Stored data entries »
Start of Block

pub mod loc;
pub mod num;
pub mod parallelism;
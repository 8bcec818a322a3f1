use std::fs::File;
use std::io::{BufRead, BufReader, BufWriter, Write};
use std::path::Path;

use eyre::{ensure, Result, WrapErr};
use flate2::read::MultiGzDecoder;
use flate2::write::GzEncoder;
use flate2::Compression;

pub enum DecompressedStream {
    PlainText(File),
    Gzip(MultiGzDecoder<File>),
}

impl DecompressedStream {
    pub fn box_bufread(self) -> Box<dyn BufRead + Send + Sync + 'static> {
        match self {
            DecompressedStream::PlainText(file) => Box::new(BufReader::new(file)),
            DecompressedStream::Gzip(decoder) => Box::new(BufReader::new(decoder)),
        }
    }
}

/// Open a file for reading, transparently decompressing gzip content.
/// The compression is detected from the file signature, not from the extension.
pub fn read_file(path: impl AsRef<Path>) -> Result<DecompressedStream> {
    let path = path.as_ref();
    ensure!(path.exists(), "File {} does not exist", path.display());

    let kind = infer::get_from_path(path)
        .wrap_err_with(|| format!("Failed to sniff the file type of {}", path.display()))?;
    let file = File::open(path)?;

    let stream = match kind.map(|x| (x.extension(), x.mime_type())) {
        Some(("gz", "application/gzip")) => DecompressedStream::Gzip(MultiGzDecoder::new(file)),
        // Anything else is treated as plain text
        _ => DecompressedStream::PlainText(file),
    };
    Ok(stream)
}

pub enum CompressedStream {
    PlainText(BufWriter<File>),
    Gzip(GzEncoder<BufWriter<File>>),
}

impl CompressedStream {
    /// Flush the buffers and, for gzip, write the stream trailer. Dropping the stream without
    /// calling `finish` silently discards any error raised while closing it.
    pub fn finish(self) -> Result<()> {
        let mut inner = match self {
            CompressedStream::PlainText(writer) => writer,
            CompressedStream::Gzip(encoder) => encoder
                .finish()
                .wrap_err("Failed to finish the gzip stream")?,
        };
        inner.flush()?;
        Ok(())
    }
}

impl Write for CompressedStream {
    fn write(&mut self, buf: &[u8]) -> std::io::Result<usize> {
        match self {
            CompressedStream::PlainText(writer) => writer.write(buf),
            CompressedStream::Gzip(encoder) => encoder.write(buf),
        }
    }

    fn flush(&mut self) -> std::io::Result<()> {
        match self {
            CompressedStream::PlainText(writer) => writer.flush(),
            CompressedStream::Gzip(encoder) => encoder.flush(),
        }
    }
}

/// Create a file for writing. Paths ending with `.gz` are gzip-compressed on the fly.
pub fn write_file(path: impl AsRef<Path>) -> Result<CompressedStream> {
    let path = path.as_ref();
    let file = File::create(path)
        .wrap_err_with(|| format!("Failed to create {}", path.display()))?;

    let gzipped = path.extension().is_some_and(|ext| ext == "gz");
    let stream = if gzipped {
        CompressedStream::Gzip(GzEncoder::new(BufWriter::new(file), Compression::default()))
    } else {
        CompressedStream::PlainText(BufWriter::new(file))
    };
    Ok(stream)
}

#[cfg(test)]
mod tests {
    use super::*;
    use std::io::Read;

    fn roundtrip(name: &str) -> Result<String> {
        let dir = tempfile::tempdir()?;
        let path = dir.path().join(name);
        let mut writer = write_file(&path)?;
        writer.write_all(b"chr1\t0\t10\n")?;
        writer.finish()?;

        let mut content = String::new();
        read_file(&path)?.box_bufread().read_to_string(&mut content)?;
        Ok(content)
    }

    #[test]
    fn test_plain_and_gzip_round_trip() -> Result<()> {
        assert_eq!(roundtrip("reads.bed")?, "chr1\t0\t10\n");
        assert_eq!(roundtrip("reads.bed.gz")?, "chr1\t0\t10\n");
        Ok(())
    }

    #[test]
    fn test_gzip_is_detected_by_content() -> Result<()> {
        let dir = tempfile::tempdir()?;
        let path = dir.path().join("reads.bed.gz");
        let mut writer = write_file(&path)?;
        writer.write_all(b"payload")?;
        assert!(matches!(writer, CompressedStream::Gzip(_)));
        writer.finish()?;
        assert!(matches!(read_file(&path)?, DecompressedStream::Gzip(_)));

        let renamed = dir.path().join("reads.txt");
        std::fs::rename(&path, &renamed)?;
        assert!(matches!(read_file(&renamed)?, DecompressedStream::Gzip(_)));
        Ok(())
    }

    #[test]
    fn test_finish_after_flush() -> Result<()> {
        let dir = tempfile::tempdir()?;
        let path = dir.path().join("rows.tsv.gz");

        let mut writer = write_file(&path)?;
        writer.write_all(b"x\t7\n")?;
        writer.flush()?;
        writer.write_all(b"y\t8\n")?;
        writer.finish()?;

        let mut content = String::new();
        read_file(&path)?.box_bufread().read_to_string(&mut content)?;
        assert_eq!(content, "x\t7\ny\t8\n");
        Ok(())
    }

    #[test]
    fn test_missing_file() {
        assert!(read_file("/definitely/not/here.bed").is_err());
    }
}
pub mod bed;
pub mod compression;
pub mod tsv;
pub mod wig;
mod traits;

pub use traits::{ReadRecord, WriteRecord};
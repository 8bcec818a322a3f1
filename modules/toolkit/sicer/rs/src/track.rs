//! Window coverage normalized for genome browsers.

use std::sync::Arc;

use eyre::Result;

use isle_io_rs::wig::Step;

use crate::read::ReadStore;
use crate::window::WindowCounter;

/// Non-empty window counts in reads per million library reads per kilobase of window, rounded to
/// two decimals. Steps follow the chromosome order of the store.
pub fn normalized(counter: &WindowCounter, reads: &ReadStore) -> Result<Vec<Step>> {
    let mut steps = Vec::new();
    if reads.is_empty() {
        return Ok(steps);
    }
    let scale = reads.len() as f64 / 1e6 * counter.window_size() as f64 / 1e3;

    let mut windows = Vec::new();
    for (chrom, chrom_reads) in reads.iter() {
        let chrom: Arc<str> = Arc::from(chrom);
        windows.clear();
        counter.count(&chrom, chrom_reads, &mut windows)?;
        steps.extend(windows.iter().map(|x| {
            let value = (x.count as f64 / scale * 100.0).round() / 100.0;
            Step::new(chrom.clone(), x.start, value)
        }));
    }
    Ok(steps)
}

#[cfg(test)]
mod tests {
    use super::*;
    use crate::read::{Read, TagPosition};
    use isle_core_rs::loc::Orientation;

    fn read(chrom: &str, start: u64, strand: Orientation) -> Read {
        Read::new(chrom.into(), start, start + 50, String::new(), 0.0, strand)
    }

    #[test]
    fn test_normalized_values() -> Result<()> {
        let store = ReadStore::new([
            read("chr2", 10, Orientation::Forward),
            read("chr1", 0, Orientation::Forward),
            read("chr1", 150, Orientation::Reverse),
            read("chr1", 650, Orientation::Forward),
        ])?;

        // 4 reads and 200bp windows: every read is worth 1 / (4e-6 * 0.2) = 1.25M
        let steps = normalized(&WindowCounter::new(200)?, &store)?;
        let values = steps
            .iter()
            .map(|x| (x.chrom.as_ref(), x.start, x.value))
            .collect::<Vec<_>>();
        assert_eq!(
            values,
            vec![
                ("chr2", 0, 1_250_000.0),
                ("chr1", 0, 2_500_000.0),
                ("chr1", 600, 1_250_000.0),
            ]
        );
        Ok(())
    }

    #[test]
    fn test_values_are_rounded() -> Result<()> {
        let store = ReadStore::new((0..3_000).map(|x| read("chr1", x * 1_000, Orientation::Forward)))?;

        // 1 / (3000e-6 * 0.5) = 666.666..
        let steps = normalized(&WindowCounter::new(500)?, &store)?;
        assert_eq!(steps.len(), 3_000);
        assert!(steps.iter().all(|x| x.value == 666.67));
        Ok(())
    }

    #[test]
    fn test_shifted_tags() -> Result<()> {
        let store = ReadStore::new([
            read("chr1", 100, Orientation::Forward),
            read("chr1", 500, Orientation::Reverse),
        ])?;
        let mut counter = WindowCounter::new(200)?;
        counter.set_tag_position(TagPosition::Shifted { fragment_size: 200 });

        // Tags at 200 and 449
        let steps = normalized(&counter, &store)?;
        assert_eq!(
            steps.iter().map(|x| x.start).collect::<Vec<_>>(),
            vec![200, 400]
        );
        Ok(())
    }

    #[test]
    fn test_empty_store() -> Result<()> {
        assert!(normalized(&WindowCounter::new(200)?, &ReadStore::default())?.is_empty());
        Ok(())
    }
}
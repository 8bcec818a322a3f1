use derive_getters::Dissolve;
use derive_more::Constructor;

use isle_core_rs::loc::Orientation;

/// A single BED6 line
#[derive(Clone, PartialEq, Debug, Default, Dissolve, Constructor)]
pub struct Bed6 {
    pub seqid: String,
    pub start: u64,
    pub end: u64,
    pub name: String,
    pub score: f64,
    pub orientation: Orientation,
}
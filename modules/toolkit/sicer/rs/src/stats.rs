//! Poisson probabilities in log space.
//!
//! Island counts routinely sit hundreds of standard deviations above the background, where the
//! linear-space tail underflows to zero long before the ranking of islands stops mattering.

use statrs::function::factorial::ln_factorial;

/// Terms smaller than the running sum by this many nats no longer change an f64.
const NEGLIGIBLE: f64 = -40.0;

/// ln(e^a + e^b) without leaving log space.
pub fn ln_add_exp(a: f64, b: f64) -> f64 {
    let (hi, lo) = if a >= b { (a, b) } else { (b, a) };
    if lo == f64::NEG_INFINITY {
        return hi;
    }
    hi + (lo - hi).exp().ln_1p()
}

/// ln P(X = k) for X ~ Poisson(lambda).
pub fn ln_poisson_pmf(k: u64, lambda: f64) -> f64 {
    if lambda <= 0.0 {
        return if k == 0 { 0.0 } else { f64::NEG_INFINITY };
    }
    k as f64 * lambda.ln() - lambda - ln_factorial(k)
}

/// ln P(X >= k) for X ~ Poisson(lambda).
pub fn ln_poisson_sf(k: u64, lambda: f64) -> f64 {
    if k == 0 {
        return 0.0;
    }
    if lambda <= 0.0 {
        return f64::NEG_INFINITY;
    }

    let ln_lambda = lambda.ln();
    if k as f64 > lambda {
        // Right of the mode every next term is smaller: sum upwards until they vanish
        let mut term = ln_poisson_pmf(k, lambda);
        let mut total = term;
        let mut i = k;
        loop {
            i += 1;
            term += ln_lambda - (i as f64).ln();
            total = ln_add_exp(total, term);
            if term - total < NEGLIGIBLE {
                return total;
            }
        }
    } else {
        // Left of the mode: sum P(X < k) downwards and take the complement
        let mut term = ln_poisson_pmf(k - 1, lambda);
        let mut total = term;
        let mut i = k - 1;
        while i > 0 {
            term += (i as f64).ln() - ln_lambda;
            i -= 1;
            total = ln_add_exp(total, term);
            if term - total < NEGLIGIBLE {
                break;
            }
        }
        (-total.exp()).ln_1p()
    }
}

/// One-sided enrichment p-value: P(X >= observed) when the observation exceeds the expectation,
/// 1 otherwise. A zero expectation makes any observation infinitely significant.
pub fn enrichment_pvalue(observed: u64, expected: f64) -> f64 {
    if expected <= 0.0 {
        0.0
    } else if observed as f64 <= expected {
        1.0
    } else {
        ln_poisson_sf(observed, expected).exp()
    }
}

/// Smallest k >= 1 with P(X >= k) <= pvalue, `pvalue` must be in (0, 1].
///
/// The tail is monotone in k: the upper bound is found by doubling from the mean and the answer
/// by bisection, so deep libraries need a logarithmic number of tail evaluations.
pub fn min_count_for_pvalue(lambda: f64, pvalue: f64) -> u32 {
    let cutoff = pvalue.ln();
    let passes = |k: u64| ln_poisson_sf(k, lambda) <= cutoff;

    let mut hi = (lambda.floor() as u64).max(1);
    while !passes(hi) {
        hi *= 2;
    }

    let mut lo = 1;
    while lo < hi {
        let mid = lo + (hi - lo) / 2;
        if passes(mid) {
            hi = mid;
        } else {
            lo = mid + 1;
        }
    }
    lo as u32
}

End of Block

What to do »
Your response should be the lines above from the first to the one containing "while closing it.", inclusive, each given exactly.

Written reply »
pub mod loc;
pub mod num;
pub mod parallelism;
repository 8bcec818a322a3f1
use std::fs::File;
use std::io::{BufRead, BufReader, BufWriter, Write};
use std::path::Path;

use eyre::{ensure, Result, WrapErr};
use flate2::read::MultiGzDecoder;
use flate2::write::GzEncoder;
use flate2::Compression;

pub enum DecompressedStream {
    PlainText(File),
    Gzip(MultiGzDecoder<File>),
}

impl DecompressedStream {
    pub fn box_bufread(self) -> Box<dyn BufRead + Send + Sync + 'static> {
        match self {
            DecompressedStream::PlainText(file) => Box::new(BufReader::new(file)),
            DecompressedStream::Gzip(decoder) => Box::new(BufReader::new(decoder)),
        }
    }
}

/// Open a file for reading, transparently decompressing gzip content.
/// The compression is detected from the file signature, not from the extension.
pub fn read_file(path: impl AsRef<Path>) -> Result<DecompressedStream> {
    let path = path.as_ref();
    ensure!(path.exists(), "File {} does not exist", path.display());

    let kind = infer::get_from_path(path)
        .wrap_err_with(|| format!("Failed to sniff the file type of {}", path.display()))?;
    let file = File::open(path)?;

    let stream = match kind.map(|x| (x.extension(), x.mime_type())) {
        Some(("gz", "application/gzip")) => DecompressedStream::Gzip(MultiGzDecoder::new(file)),
        // Anything else is treated as plain text
        _ => DecompressedStream::PlainText(file),
    };
    Ok(stream)
}

pub enum CompressedStream {
    PlainText(BufWriter<File>),
    Gzip(GzEncoder<BufWriter<File>>),
}

impl CompressedStream {
    /// Flush the buffers and, for gzip, write the stream trailer. Dropping the stream without
    /// calling `finish` silently discards any error raised while closing it.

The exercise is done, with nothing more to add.